TASK INPUT Start Marker
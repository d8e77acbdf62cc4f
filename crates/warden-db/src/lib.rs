//! # warden-db
//!
//! PostgreSQL implementations of the warden-core store ports, plus pool
//! management and row models.

pub mod models;
pub mod pool;
pub mod repositories;

pub use pool::{create_pool, create_pool_from_config, DatabaseConfig};
pub use repositories::{PgBanListStore, PgVipListStore};

// Re-export for downstream crates that hold a pool
pub use sqlx::PgPool;

/// Embedded schema migrations. The migrator takes an advisory lock, so
/// several controllers starting at once run them exactly once.
pub static MIGRATOR: sqlx::migrate::Migrator = sqlx::migrate!("./migrations");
TASK INPUT End Marker
▶ WORK TASK:
Your task is to transcribe the listing above in full and exactly.

▶ SOLUTION:
repository d8e77acbdf62cc4f
filename crates/warden-db/src/lib.rs
//! # warden-db
//!
//! PostgreSQL implementations of the warden-core store ports, plus pool
//! management and row models.

pub mod models;
pub mod pool;
pub mod repositories;

pub use pool::{create_pool, create_pool_from_config, DatabaseConfig};
pub use repositories::{PgBanListStore, PgVipListStore};

// Re-export for downstream crates that hold a pool
pub use sqlx::PgPool;

/// Embedded schema migrations. The migrator takes an advisory lock, so
/// several controllers starting at once run them exactly once.
pub static MIGRATOR: sqlx::migrate::Migrator = sqlx::migrate!("./migrations");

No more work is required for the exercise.